Some women followed her. Maheude hastened to prevent them from smashing everything, just as her husband had tried to reason with the men. She was the calmest of them; one could demand one’s rights without making a mess in people’s places. When she entered the boiler building the women were already chasing away the two stokers, and the Brulé, armed with a large shovel, and crouching down before one of the stoves, was violently emptying it, throwing the red-hot coke on to the brick floor, where it continued to burn with black smoke. There were ten stoves for the five boilers. Soon the women warmed to the work, the Levaque manipulating her shovel with both hands, Mouquette raising her clothes up to her thighs so as not to catch fire, all looking red in the reflection of the flames, sweating and dishevelled in this witch’s kitchen. The piles of coal increased, and the burning heat cracked the ceiling of the vast hall.

“Enough, now!” cried Maheude; “the store-room is afire.”

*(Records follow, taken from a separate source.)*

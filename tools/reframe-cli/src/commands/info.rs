//! Show trace information.

use std::path::PathBuf;

use reframe_common::clock::us_to_secs;

pub fn run(path: PathBuf) -> anyhow::Result<()> {
    let trace = super::load_trace(&path)?;

    println!("Trace: {}", path.display());
    match &trace.header {
        Some(header) => {
            println!("  Schema: v{}", header.schema_version);
            println!("  Axis: {:?}", header.axis);
            println!("  Bounds: [{}, {}]", header.min_location, header.max_location);
            println!("  Pixels per degree: {}", header.pixels_per_degree);
            if let Some(recorded_at) = &header.recorded_at {
                println!("  Recorded: {recorded_at}");
            }
        }
        None => println!("  Header: none"),
    }

    let counts = trace.counts();
    println!("  Records: {}", trace.records.len());
    println!("    observations: {}", counts.observations);
    println!("    ticks: {}", counts.ticks);
    println!("    bounds changes: {}", counts.bounds);
    println!("    scale changes: {}", counts.scales);
    println!("    overrides: {}", counts.overrides);
    println!("    resets: {}", counts.resets);

    if let Some((first, last)) = trace.time_span_us() {
        let duration = us_to_secs(last.saturating_sub(first));
        println!("  Duration: {duration:.3}s");
        if counts.observations > 1 {
            println!(
                "  Mean observation rate: {:.1} Hz",
                (counts.observations - 1) as f64 / duration.max(f64::EPSILON)
            );
        }
    }
    if let Some((lo, hi)) = trace.position_range() {
        println!("  Observed positions: [{lo}, {hi}]");
    }

    let out_of_order = trace.out_of_order_records();
    if !out_of_order.is_empty() {
        println!(
            "\n{} record(s) do not advance time and will be rejected by the solver:",
            out_of_order.len()
        );
        for index in out_of_order.iter().take(10) {
            println!("  - record {index}");
        }
    }

    Ok(())
}
//! Observation trace types.
//!
//! A trace is an append-only JSONL stream. Lines starting with `#` carry
//! a JSON [`TraceHeader`]; every other non-blank line is one
//! [`TraceRecord`]. Timestamps are monotonic microseconds.

use reframe_common::error::{ReframeError, ReframeResult};
use serde::{Deserialize, Serialize};

/// Monotonic timestamp in microseconds.
pub type TimestampUs = u64;

/// Current trace schema version.
pub const TRACE_SCHEMA_VERSION: &str = "1";

/// Spatial axis a trace (and the solver replaying it) is bound to.
#[derive(Debug, Clone, Copy, PartialEq, Eq, Serialize, Deserialize, Default)]
#[serde(rename_all = "snake_case")]
pub enum Axis {
    /// Horizontal framing.
    #[default]
    Pan,
    /// Vertical framing.
    Tilt,
    /// Crop size.
    Zoom,
}

/// Trace metadata: the solver construction parameters the trace was recorded against.
#[derive(Debug, Clone, PartialEq, Serialize, Deserialize)]
pub struct TraceHeader {
    /// Schema version for forward compatibility.
    pub schema_version: String,

    #[serde(default)]
    pub axis: Axis,

    /// Lower bound of the output range (pixels).
    pub min_location: i32,

    /// Upper bound of the output range (pixels).
    pub max_location: i32,

    /// Initial pixels-per-degree calibration.
    pub pixels_per_degree: f64,

    /// Wall-clock time the trace was recorded (RFC 3339), if known.
    #[serde(default)]
    pub recorded_at: Option<String>,
}

/// A single trace record with timestamp.
#[derive(Debug, Clone, PartialEq, Serialize, Deserialize)]
pub struct TraceRecord {
    /// Monotonic microseconds.
    #[serde(rename = "t")]
    pub timestamp_us: TimestampUs,

    /// The record payload.
    #[serde(flatten)]
    pub kind: RecordKind,
}

/// Discriminated union of trace record types.
#[derive(Debug, Clone, PartialEq, Serialize, Deserialize)]
#[serde(tag = "type", rename_all = "snake_case")]
pub enum RecordKind {
    /// Raw observed position of the tracked subject.
    Observation { position: i32 },

    /// Render-loop poll with no new observation.
    Tick,

    /// Output range changed (resolution or crop-size change).
    Bounds { min_location: i32, max_location: i32 },

    /// Camera calibration changed.
    Scale { pixels_per_degree: f64 },

    /// Force the camera position.
    Override { position: i32 },

    /// Drop the observation history (e.g. on a scene cut).
    Reset,
}

impl TraceRecord {
    pub fn observation(timestamp_us: TimestampUs, position: i32) -> Self {
        Self {
            timestamp_us,
            kind: RecordKind::Observation { position },
        }
    }

    pub fn tick(timestamp_us: TimestampUs) -> Self {
        Self {
            timestamp_us,
            kind: RecordKind::Tick,
        }
    }

    /// Observed position if this record carries one.
    pub fn observed_position(&self) -> Option<i32> {
        match self.kind {
            RecordKind::Observation { position } => Some(position),
            _ => None,
        }
    }
}

/// A parsed trace.
#[derive(Debug, Clone, Default, PartialEq)]
pub struct Trace {
    pub header: Option<TraceHeader>,
    pub records: Vec<TraceRecord>,
}

/// Per-kind record counts.
#[derive(Debug, Clone, Copy, Default, PartialEq, Eq)]
pub struct RecordCounts {
    pub observations: usize,
    pub ticks: usize,
    pub bounds: usize,
    pub scales: usize,
    pub overrides: usize,
    pub resets: usize,
}

impl Trace {
    /// Number of records of each kind.
    pub fn counts(&self) -> RecordCounts {
        let mut counts = RecordCounts::default();
        for record in &self.records {
            match record.kind {
                RecordKind::Observation { .. } => counts.observations += 1,
                RecordKind::Tick => counts.ticks += 1,
                RecordKind::Bounds { .. } => counts.bounds += 1,
                RecordKind::Scale { .. } => counts.scales += 1,
                RecordKind::Override { .. } => counts.overrides += 1,
                RecordKind::Reset => counts.resets += 1,
            }
        }
        counts
    }

    /// First and last record timestamps.
    pub fn time_span_us(&self) -> Option<(TimestampUs, TimestampUs)> {
        let first = self.records.first()?.timestamp_us;
        let last = self.records.last()?.timestamp_us;
        Some((first, last))
    }

    /// Minimum and maximum observed position.
    pub fn position_range(&self) -> Option<(i32, i32)> {
        self.records
            .iter()
            .filter_map(TraceRecord::observed_position)
            .fold(None, |acc, p| match acc {
                None => Some((p, p)),
                Some((lo, hi)) => Some((lo.min(p), hi.max(p))),
            })
    }

    /// Indices of records whose timestamp does not advance past the previous one.
    pub fn out_of_order_records(&self) -> Vec<usize> {
        self.records
            .windows(2)
            .enumerate()
            .filter(|(_, pair)| pair[1].timestamp_us <= pair[0].timestamp_us)
            .map(|(i, _)| i + 1)
            .collect()
    }

    /// Serialize back to JSONL, header first.
    pub fn to_jsonl(&self) -> Result<String, serde_json::Error> {
        let mut out = String::new();
        if let Some(header) = &self.header {
            out.push_str("# ");
            out.push_str(&serde_json::to_string(header)?);
            out.push('\n');
        }
        for record in &self.records {
            out.push_str(&serde_json::to_string(record)?);
            out.push('\n');
        }
        Ok(out)
    }
}

/// Parse a trace from JSONL content.
///
/// The first `#` line that parses as a header is kept; other `#` lines are
/// comments. Errors carry the 1-based line number.
pub fn parse_trace(jsonl: &str) -> ReframeResult<Trace> {
    let mut trace = Trace::default();

    for (idx, line) in jsonl.lines().enumerate() {
        let line_no = idx + 1;
        let line = line.trim();
        if line.is_empty() {
            continue;
        }

        if let Some(comment) = line.strip_prefix('#') {
            if trace.header.is_none() {
                if let Ok(header) = serde_json::from_str::<TraceHeader>(comment.trim()) {
                    if !trace.records.is_empty() {
                        return Err(ReframeError::trace(
                            line_no,
                            "header must precede all records",
                        ));
                    }
                    trace.header = Some(header);
                }
            }
            continue;
        }

        let record: TraceRecord = serde_json::from_str(line)
            .map_err(|e| ReframeError::trace(line_no, e.to_string()))?;
        trace.records.push(record);
    }

    Ok(trace)
}

#[cfg(test)]
mod tests {
    use super::*;

    const SAMPLE: &str = r#"
# {"schema_version":"1","axis":"tilt","min_location":0,"max_location":720,"pixels_per_degree":12.5}
{"t":0,"type":"observation","position":360}
{"t":33333,"type":"tick"}
{"t":66666,"type":"observation","position":400}
# scene cut
{"t":100000,"type":"reset"}
{"t":133333,"type":"bounds","min_location":0,"max_location":1080}
{"t":166666,"type":"scale","pixels_per_degree":18.0}
{"t":200000,"type":"override","position":500}
"#;

    #[test]
    fn test_parse_sample_trace() {
        let trace = parse_trace(SAMPLE).unwrap();
        let header = trace.header.as_ref().unwrap();
        assert_eq!(header.axis, Axis::Tilt);
        assert_eq!(header.max_location, 720);
        assert!(header.recorded_at.is_none());

        assert_eq!(trace.records.len(), 7);
        assert_eq!(trace.records[1].kind, RecordKind::Tick);
        assert_eq!(trace.records[3].kind, RecordKind::Reset);
        assert_eq!(
            trace.records[4].kind,
            RecordKind::Bounds {
                min_location: 0,
                max_location: 1080
            }
        );
    }

    #[test]
    fn test_counts_span_and_range() {
        let trace = parse_trace(SAMPLE).unwrap();
        let counts = trace.counts();
        assert_eq!(counts.observations, 2);
        assert_eq!(counts.ticks, 1);
        assert_eq!(counts.resets, 1);
        assert_eq!(counts.bounds, 1);
        assert_eq!(counts.scales, 1);
        assert_eq!(counts.overrides, 1);
        assert_eq!(trace.time_span_us(), Some((0, 200_000)));
        assert_eq!(trace.position_range(), Some((360, 400)));
        assert!(trace.out_of_order_records().is_empty());
    }

    #[test]
    fn test_parse_error_reports_line() {
        let err = parse_trace(
            "{\"t\":0,\"type\":\"observation\",\"position\":1}\n{\"t\":1,\"type\":\"warp\"}",
        )
        .unwrap_err();
        match err {
            ReframeError::Trace { line, .. } => assert_eq!(line, 2),
            other => panic!("unexpected error: {other}"),
        }
    }

    #[test]
    fn test_header_after_records_is_rejected() {
        let content = "{\"t\":0,\"type\":\"tick\"}\n# {\"schema_version\":\"1\",\"min_location\":0,\"max_location\":10,\"pixels_per_degree\":1.0}";
        assert!(parse_trace(content).is_err());
    }

    #[test]
    fn test_out_of_order_detection() {
        let trace = Trace {
            header: None,
            records: vec![
                TraceRecord::observation(10, 1),
                TraceRecord::observation(10, 2),
                TraceRecord::tick(20),
                TraceRecord::tick(5),
            ],
        };
        assert_eq!(trace.out_of_order_records(), vec![1, 3]);
    }

    #[test]
    fn test_to_jsonl_parses_back() {
        let trace = parse_trace(SAMPLE).unwrap();
        let reparsed = parse_trace(&trace.to_jsonl().unwrap()).unwrap();
        assert_eq!(reparsed, trace);
    }

    mod props {
        use crate::trace::{Trace, TraceRecord};
        use proptest::prelude::*;

        proptest! {
            #[test]
            fn position_range_bounds_every_observation(
                positions in proptest::collection::vec(-5_000i32..5_000, 1..64)
            ) {
                let trace = Trace {
                    header: None,
                    records: positions
                        .iter()
                        .enumerate()
                        .map(|(i, p)| TraceRecord::observation(i as u64 * 1_000, *p))
                        .collect(),
                };
                let (lo, hi) = trace.position_range().unwrap();
                for p in &positions {
                    prop_assert!(lo <= *p && *p <= hi);
                }
            }
        }
    }
}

“So much the better,” replied Mother Brulé. “That will do the work. Ah, by God! haven’t I said that I would pay them out for the death of my man!”

At this moment Jeanlin’s shrill voice was heard:

“Look out! I’ll put it out, I will! I’ll let it all off!”

He had come in among the first, and had kicked his legs about among the crowd, delighted at the fray and seeking out what mischief he could do; the idea had occurred to him to turn on the discharge taps and let off the steam.

The jets came out with the violence of volleys; the five boilers were emptied with the sound of a tempest, whistling in such a roar of thunder that one’s ears seemed to bleed. Everything had disappeared in the midst of the vapour, the hot coal grew pale, and the women were nothing more than shadows with broken gestures. The child alone appeared mounted on the gallery, behind the whirlwinds of white steam, filled with delight and grinning broadly in the joy of unchaining this hurricane.

This lasted nearly a quarter of an hour. A few buckets of water had been thrown over the heaps to complete their extinction; all danger of a fire had gone by, but the anger of the crowd had not subsided; on the contrary, it had been whipped up. Men went down with hammers, even the women armed themselves with iron bars; and they talked of smashing boilers, of breaking engines, and of demolishing the mine.

Étienne, forewarned, hastened to come up with Maheu. He himself was becoming intoxicated and carried away by this hot fever of revenge. He struggled, however, and entreated them to be calm, now that, with cut cables, extinguished fires, and empty boilers, work was impossible. He was not always listened to; and was again about to be carried away by the crowd, when hoots arose outside at a little low door where the ladder passage emerged.

“Down with the traitors!—Oh! the dirty chops of the cowards!—Down with them! down with them!”

The men were beginning to come up from below. The first arrivals, blinded by the daylight, stood there with quivering eyelids. Then they moved away, trying to gain the road and flee.

“Down with the cowards! down with the traitors!”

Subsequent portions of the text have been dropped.